Short Order Medicine:
Short Stories for People With Short Attention Spans

Chapter Three: Murdock


I’m a weary, weary traveler
travelin’ through a world of pain
I got to make it through this journey
so my travelin’ won’t be in vain

Chris Cain

Murdock went by the abbreviated handle, "Doc". Whether he anointed himself with this badge of skill and competence, or whether his cohorts gave it to him, I will never know. I was never to know much detail about his younger years other than that he spent most of his time in and out of prison. In his own words, "I never killed anyone who didn't have it comin’." I found this reassuring, as his physician. I sensed that his active years of burgling, smuggling, and fencing were long over. This man in his sixties was trying to live out his years in the peace and solitude of 'the country', while attempting to grow enough marijuana to buy his daughter a piece of land. The problem was, he was now an old man, doing young man's work growing dope is neither physically easy nor safe from the animal and human predators that roam our hills in the late growing and harvest seasons. Living with deer, feral pigs, wood rats, mountain lions, bear, and thieves, the grower is under constant stress.

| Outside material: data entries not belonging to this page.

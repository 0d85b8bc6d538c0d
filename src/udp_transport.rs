//! Connectionless UDP envelope transport.
//!
//! Fire-and-forget `send`, and `send_and_wait` with `requestId` correlation
//! via a shared receive demultiplexer — a single socket is reused and
//! concurrent waiters are served by one background reader task fanning
//! replies out over `tokio::sync::broadcast`, rather than per-call sockets.

use crate::config::Config;
use crate::error::TransportError;
use msg_protocol::{UdpAction, UdpEnvelope, UdpReply};
use serde::Serialize;
use serde::de::DeserializeOwned;
use std::net::SocketAddr;
use std::sync::Arc;
use std::time::Duration;
use tokio::net::UdpSocket;
use tokio::sync::broadcast;
use uuid::Uuid;

const REPLY_CHANNEL_CAPACITY: usize = 256;

/// A UDP transport bound to an ephemeral local port, talking to a fixed
/// remote host:port resolved once at construction and cached.
pub struct UdpTransport {
    socket: Arc<UdpSocket>,
    remote_addr: SocketAddr,
    replies: broadcast::Sender<(Option<String>, Vec<u8>)>,
    _reader: tokio::task::JoinHandle<()>,
}

impl UdpTransport {
    /// Resolve `host` with the port from `config` (or `MESSAGING_UDP_PORT`
    /// via `Config::from_env`), bind an ephemeral local socket, and start
    /// the background reader that demultiplexes replies by `requestId`.
    pub async fn connect(host: &str, config: &Config) -> Result<Self, TransportError> {
        let remote_addr: SocketAddr = tokio::net::lookup_host((host, config.udp_port))
            .await?
            .next()
            .ok_or_else(|| {
                TransportError::Udp(std::io::Error::new(
                    std::io::ErrorKind::NotFound,
                    format!("could not resolve {host}:{}", config.udp_port),
                ))
            })?;

        let local_bind = if remote_addr.is_ipv6() { "[::]:0" } else { "0.0.0.0:0" };
        let socket = Arc::new(UdpSocket::bind(local_bind).await.map_err(|e| {
            tracing::warn!(error = %e, "udp socket bind failed");
            TransportError::Udp(e)
        })?);

        let (tx, _rx) = broadcast::channel(REPLY_CHANNEL_CAPACITY);
        let reader = tokio::spawn(reader_loop(Arc::clone(&socket), tx.clone()));

        Ok(Self {
            socket,
            remote_addr,
            replies: tx,
            _reader: reader,
        })
    }

    pub fn local_addr(&self) -> std::io::Result<SocketAddr> {
        self.socket.local_addr()
    }

    /// Fire-and-forget send. Returns `true` on a successful write syscall;
    /// never retransmits.
    pub async fn send<T: Serialize>(&self, envelope: &UdpEnvelope<T>) -> bool {
        match serde_json::to_vec(envelope) {
            Ok(bytes) => self.socket.send_to(&bytes, self.remote_addr).await.is_ok(),
            Err(e) => {
                tracing::debug!(error = %e, "failed to encode udp envelope");
                false
            }
        }
    }

    /// Send `envelope` (stamping a fresh `requestId` if absent) and wait up
    /// to `timeout` for a reply whose `requestId` matches, correlated via
    /// the shared reader task. Returns `None` on timeout or socket error.
    pub async fn send_and_wait<T: Serialize, R: DeserializeOwned>(
        &self,
        action: UdpAction,
        payload: T,
        timeout: Duration,
    ) -> Option<R> {
        let request_id = Uuid::new_v4().to_string();
        let envelope = UdpEnvelope {
            action,
            payload,
            request_id: Some(request_id.clone()),
        };
        let mut rx = self.replies.subscribe();
        if !self.send(&envelope).await {
            return None;
        }

        let wait = async {
            loop {
                match rx.recv().await {
                    Ok((Some(rid), bytes)) if rid == request_id => {
                        return serde_json::from_slice::<UdpReply<R>>(&bytes)
                            .ok()
                            .map(|reply| reply.result);
                    }
                    Ok(_) => continue,
                    Err(broadcast::error::RecvError::Lagged(_)) => continue,
                    Err(broadcast::error::RecvError::Closed) => return None,
                }
            }
        };

        tokio::time::timeout(timeout, wait).await.ok().flatten()
    }
}

async fn reader_loop(socket: Arc<UdpSocket>, tx: broadcast::Sender<(Option<String>, Vec<u8>)>) {
    let mut buf = vec![0u8; 65536];
    loop {
        match socket.recv_from(&mut buf).await {
            Ok((len, _from)) => {
                let request_id = serde_json::from_slice::<serde_json::Value>(&buf[..len])
                    .ok()
                    .and_then(|v| v.get("requestId").and_then(|r| r.as_str()).map(str::to_owned));
                let _ = tx.send((request_id, buf[..len].to_vec()));
            }
            Err(e) => {
                tracing::debug!(error = %e, "udp reader loop stopped");
                break;
            }
        }
    }
}
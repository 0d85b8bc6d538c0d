//! Local TCP control bridge for `messaging-agent`.
//!
//! Exposes the Channel API/Session surface over a line-delimited JSON
//! protocol on `127.0.0.1` so non-Rust host processes can drive a session
//! without linking the library directly.

pub mod connection;
pub mod protocol;
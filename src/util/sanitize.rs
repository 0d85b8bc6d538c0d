//! Log sanitization: strip CR/LF, redact secret-shaped
//! `key=value` pairs, truncate to a bounded length.

const DEFAULT_MAX_LEN: usize = 1000;
const REDACTED_KEYS: &[&str] = &[
    "password",
    "token",
    "secret",
    "apikey",
    "api_key",
    "authorization",
    "bearer",
];

/// Sanitize `s` for safe inclusion in a log line: strip CR/LF, redact
/// `(password|token|secret|apikey|api_key|authorization|bearer)=...`
/// assignments (case-insensitive key, up to the next whitespace), then
/// truncate to `max_len` characters.
pub fn sanitize_for_log(s: &str, max_len: usize) -> String {
    let no_newlines: String = s.chars().filter(|c| *c != '\r' && *c != '\n').collect();
    let redacted = redact_assignments(&no_newlines);
    truncate_chars(&redacted, max_len)
}

/// [`sanitize_for_log`] with the default 1000-character cap.
pub fn sanitize_for_log_default(s: &str) -> String {
    sanitize_for_log(s, DEFAULT_MAX_LEN)
}

fn redact_assignments(s: &str) -> String {
    let mut out = String::with_capacity(s.len());
    let bytes = s.as_bytes();
    let mut i = 0;
    while i < bytes.len() {
        if let Some((key_len, matched)) = matches_redacted_key(&s[i..]) {
            out.push_str(matched);
            // Skip whitespace before an optional separator (=, :), then any
            // whitespace after it — "key=val", "key: val" and "key : val"
            // all land the cursor on the first character of the value.
            let mut j = i + key_len;
            j += whitespace_len(&s[j..]);
            if s[j..].starts_with(['=', ':']) {
                j += s[j..].chars().next().map(char::len_utf8).unwrap_or(0);
                j += whitespace_len(&s[j..]);
            }
            // "Authorization: Bearer <token>" — skip the scheme word itself
            // so the token, not the literal "Bearer", is what gets redacted.
            let scheme_len = word_len(&s[j..]);
            if scheme_len > 0 && s[j..j + scheme_len].eq_ignore_ascii_case("bearer") {
                j += scheme_len;
                j += whitespace_len(&s[j..]);
            }
            let value_len = word_len(&s[j..]);
            if value_len > 0 {
                out.push_str("=<redacted>");
                i = j + value_len;
                continue;
            }
            i += key_len;
            continue;
        }
        let ch = s[i..].chars().next().unwrap();
        out.push(ch);
        i += ch.len_utf8();
    }
    out
}

fn whitespace_len(s: &str) -> usize {
    s.chars().take_while(|c| c.is_whitespace()).map(char::len_utf8).sum()
}

fn word_len(s: &str) -> usize {
    s.chars().take_while(|c| !c.is_whitespace()).map(char::len_utf8).sum()
}

/// Returns `Some((byte_len, matched_text))` when `s` starts with one of the
/// redacted keys (case-insensitive).
fn matches_redacted_key(s: &str) -> Option<(usize, &str)> {
    for key in REDACTED_KEYS {
        if s.len() >= key.len() && s[..key.len()].eq_ignore_ascii_case(key) {
            return Some((key.len(), &s[..key.len()]));
        }
    }
    None
}

fn truncate_chars(s: &str, max_len: usize) -> String {
    if s.chars().count() <= max_len {
        s.to_owned()
    } else {
        s.chars().take(max_len).collect()
    }
}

I first met Murdock in the early 1980’s when he came to the hospital with chest pain. His mind was sharp as a tack, despite his inclination to consume pints of whiskey in an evening, but his body was wracked from a lifetime of trauma, tobacco abuse, the above mentioned organic solvent, and a diet which at best might be termed irregular. His diagnosis was angina (heart pain from coronary artery disease), he was observed in the ICU to rule out heart attack, and he became my patient. This was in the days of my family practice, before I left to pursue full time emergency work. Upright, Doc was a big man, once tall, but now hunched over, walking with a cane. One leg was bowed, not from rickets or horseback riding, but from the angle in his femur from an old gunshot wound. It was long enough ago and he was tough enough that I suspected his cane was a 'just in case' stick. One never knows when a big stick might be needed in this dangerous world. He spoke with forthrightness, candor, humor, and a twinkle in his eye. His mouth had more gaps than teeth so his smile, wide and unselfconscious, was disarming. He gave me the sense that he had lived by the outlaw's code of honesty. You keep your word and only harm those that seek to harm you. You steal from those who can afford the loss, and you love your children. You provide for your family as best you can, and you slip through life with stealth. You rely on no one but yourself, you trust no one. Not exactly the baseball and apple pie version of American life, but more honorable than much of what passes for respectable these days. His caricature is revered by the movie going public that loves the strong, handsome sociopath who lives by his wits, carrying the undocumented secrets of a troubled childhood. Murdock was a warrior, a fearless, self-reliant survivor in a decaying society. I’m sure he wasn’t always so self-reliant as the criminal does take without asking and the incarcerated are hardly independent creatures but at this point in his life, he sat upright in the saddle and never looked back. He knew his death was over his shoulder, patiently waiting. The only thing he really took seriously was the need to leave behind something of value for his daughter.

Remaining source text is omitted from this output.